Michigan State University’s Facility for Rare Isotope Beams (FRIB) needed a precision tool to clean superconducting radiofrequency resonators, which are the essential parts of FRIB’s linear accelerator (known as LINAC). The facility worked with Modutek Corporation, which specializes in custom wet process equipment, to develop a 33-ft cleaning line which was made using Vycom’s Flametec PVC-C and Kytec PVDF material.
FRIB is being designed and established by Michigan State University as a U.S. Department of Energy Office of Science national user facility supporting the mission of the Office of Nuclear Physics. FRIB will accelerate elements from hydrogen to uranium to over 200 MeV/nucleon (about 50% of the speed of light) in a superconducting linear particle accelerator and create rare isotope beams through in-flight separation. These rare isotope beams will enable scientists to make discoveries in nuclear physics, astrophysics, and other applications.
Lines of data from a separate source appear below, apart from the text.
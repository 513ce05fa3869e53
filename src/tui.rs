use crate::app::App;
use crate::highlight::Styler;
use crate::hint::HintLevel;
use anyhow::Result;
use crossterm::{
    event::{
        self, DisableMouseCapture, EnableMouseCapture, Event as CEvent, KeyCode, KeyModifiers,
    },
    execute,
    terminal::{EnterAlternateScreen, LeaveAlternateScreen, disable_raw_mode, enable_raw_mode},
};
use std::{
    io,
    time::{Duration, Instant},
};
use tokio::sync::mpsc::UnboundedSender;
use tokio_util::sync::CancellationToken;
use tui::{
    Terminal,
    backend::CrosstermBackend,
    layout::{Constraint, Direction, Layout},
    style::{Color, Style},
    text::{Span, Spans},
    widgets::{Block, Borders, Clear, Paragraph},
};

pub const EMPTY_PROBLEM_MSG: &str = "Please enter a problem description.";

/// Events published by a stream task, tagged with the request
/// generation that spawned it.
pub enum UiEvent {
    Fragment(u64, String),
    Done(u64),
    Failed(u64, String),
}

pub async fn run_ui<F, Fut>(
    app: &mut App,
    cancel_token: CancellationToken,
    mut on_submit: F,
) -> Result<()>
where
    F: FnMut(HintLevel, String, u64, CancellationToken, UnboundedSender<UiEvent>) -> Fut
        + Send
        + 'static,
    Fut: std::future::Future<Output = ()> + Send + 'static,
{
    enable_raw_mode()?;
    let mut stdout = io::stdout();
    execute!(stdout, EnterAlternateScreen, EnableMouseCapture)?;
    let mut terminal = Terminal::new(CrosstermBackend::new(stdout))?;

    let (tx, mut rx) = tokio::sync::mpsc::unbounded_channel::<UiEvent>();
    let spinner = ["⠋", "⠙", "⠹", "⠸", "⠼", "⠴", "⠦", "⠧", "⠇", "⠏"];
    let styler = Styler::new();
    let mut idx = 0;
    let mut last_tick = Instant::now();
    let border_style = Style::default().fg(Color::DarkGray);
    let input_title = format!(
        " Problem · F1 {} · F2 {} · F3 {} ",
        HintLevel::Broad.name(),
        HintLevel::Technical.name(),
        HintLevel::StepByStep.name()
    );

    loop {
        while let Ok(evt) = rx.try_recv() {
            app.apply(evt);
        }

        if app.loading() && last_tick.elapsed() >= Duration::from_millis(100) {
            idx = (idx + 1) % spinner.len();
            last_tick = Instant::now();
        }

        terminal.draw(|f| {
            let size = f.size();
            f.render_widget(Clear, size);

            let hint_title = if app.loading() {
                format!(" Hint {} ", spinner[idx])
            } else {
                " Hint ".to_string()
            };

            let chunks = Layout::default()
                .direction(Direction::Vertical)
                .constraints([Constraint::Length(8), Constraint::Min(1)])
                .split(size);
            let input_area = chunks[0];
            let hint_area = chunks[1];

            f.render_widget(
                Paragraph::new(app.problem.as_ref()).block(
                    Block::default()
                        .title(input_title.clone())
                        .borders(Borders::ALL)
                        .border_style(border_style),
                ),
                input_area,
            );

            let inner = Block::default()
                .borders(Borders::ALL)
                .border_style(border_style)
                .inner(hint_area);
            let wrap_width = inner.width as usize;

            if app.loading() && app.hint.is_empty() {
                f.render_widget(
                    Paragraph::new(Spans::from(Span::styled(
                        format!("{} waiting for the model", spinner[idx]),
                        Style::default().fg(Color::DarkGray),
                    )))
                    .block(
                        Block::default()
                            .title(hint_title)
                            .borders(Borders::ALL)
                            .border_style(border_style),
                    ),
                    hint_area,
                );
            } else {
                let lines = styler.style_hint(&app.hint, wrap_width);

                let visible = inner.height;
                let total = lines.len() as u16;
                let max_scroll = total.saturating_sub(visible);
                app.scroll = if app.scroll == u16::MAX {
                    max_scroll
                } else {
                    app.scroll.min(max_scroll)
                };

                f.render_widget(
                    Paragraph::new(lines).scroll((app.scroll, 0)).block(
                        Block::default()
                            .title(hint_title)
                            .borders(Borders::ALL)
                            .border_style(border_style),
                    ),
                    hint_area,
                );
            }

            let row = app.problem.matches('\n').count() as u16;
            let col = app.problem.rsplit('\n').next().unwrap_or("").len() as u16;
            let x = (input_area.x + 1 + col).min(input_area.x + input_area.width.saturating_sub(2));
            let y = (input_area.y + 1 + row).min(input_area.y + input_area.height.saturating_sub(2));
            f.set_cursor(x, y);
        })?;

        if event::poll(Duration::from_millis(50))? {
            if let CEvent::Key(k) = event::read()? {
                match (k.code, k.modifiers) {
                    (KeyCode::Char('c'), m) if m.contains(KeyModifiers::CONTROL) => break,
                    (KeyCode::Up, _) => app.scroll_up(),
                    (KeyCode::Down, _) => app.scroll_down(),
                    (KeyCode::PageUp, _) => (0..5).for_each(|_| app.scroll_up()),
                    (KeyCode::PageDown, _) => (0..5).for_each(|_| app.scroll_down()),
                    (KeyCode::F(n), _) => {
                        if let Some(level) = HintLevel::from_fkey(n) {
                            if !app.loading() {
                                if app.problem.trim().is_empty() {
                                    app.show_notice(EMPTY_PROBLEM_MSG);
                                } else {
                                    let generation = app.begin_request();
                                    let fut = on_submit(
                                        level,
                                        app.problem.clone(),
                                        generation,
                                        cancel_token.clone(),
                                        tx.clone(),
                                    );
                                    tokio::spawn(fut);
                                }
                            }
                        }
                    }
                    (KeyCode::Char(c), _) => app.push_char(c),
                    (KeyCode::Backspace, _) => app.backspace(),
                    (KeyCode::Enter, _) => app.push_newline(),
                    _ => {}
                }
            }
        }

        if cancel_token.is_cancelled() {
            break;
        }
    }

    disable_raw_mode()?;
    execute!(
        terminal.backend_mut(),
        LeaveAlternateScreen,
        DisableMouseCapture
    )?;
    terminal.show_cursor()?;
    Ok(())
}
Built to the university’s specs in a 6-month time period, the 33-ft.-long precision cleaning tool is designed to clean the accelerator’s Niobium (Nb) metal tubes with harsh chemicals in very controlled environments. High-purity (RRR) niobium tubes and cavities are used as resonators in superconducting accelerators because of their mechanical and superconducting properties. The niobium tubes are cleaned to remove any impurities so the cabinet and bench material must hold up to constant exposure to acids and harsh chemicals.
“Our material choices, manufacturing techniques and strong welds are all about safety surrounding the process cleaning tool,” said Doug Wagner, president & CEO of Modutek. “For the tube cleaning cavities and areas inside the cleaning tool we used Flametec PVC-C because it meets fire-safe compliance standards, has excellent workability, welds easily and has great aesthetics.”
Wagner says Flametec Kytec PVDF was used for the holding tanks because of the material’s superior chemical resistance. “The material consideration was also critical due to the 70-gallon tank size, temperature control requirement and redundant safety interlocks,” he said. The Flametec materials were supplied by Vycom’s distributor, Ryan Herco Flow Solutions.
The precision-cleaning tool consists of a chemical delivery and reclaim system, cavity etch compartment, parts cleaning compartment, waste water pumping system and 55-gallon waste chemical drums so the acids can be purged and neutralized. The tightly controlled system has alarms, multiple toxic gas sensors and automatic door locks for safety. Since leaks can be disastrous and expensive, all Modutek welders and tools are certified for plastic welding and plumbing (for holding and chemical tanks).
Flametec’s abrasion resistance reduces particles from being created by internal components rubbing together, which in turn prevents contamination of the process tool and tool components. The properties of the PVC-C prevent both of these scenarios during chemically harsh tool processing. With FM-4910 compliance, which means the material has passed the Factory Mutual test for fire propagation and smoke density, there is a reduced chance of contamination from smoke particulates and toxicity which can damage components and threaten worker safety.
With the FRIB linear accelerator’s process tool as a prime example, Modutek’s projects are about 90% customization. Their process tools, process tanks and components are built to customer spec under highly guarded proprietary agreements. The company develops precision cleaning systems around the world in any type of wet processing or lab setting. It also builds chemical delivery systems for pharma, biochemical, nuclear and solar as well as the chip industry with wet bench manufacturing.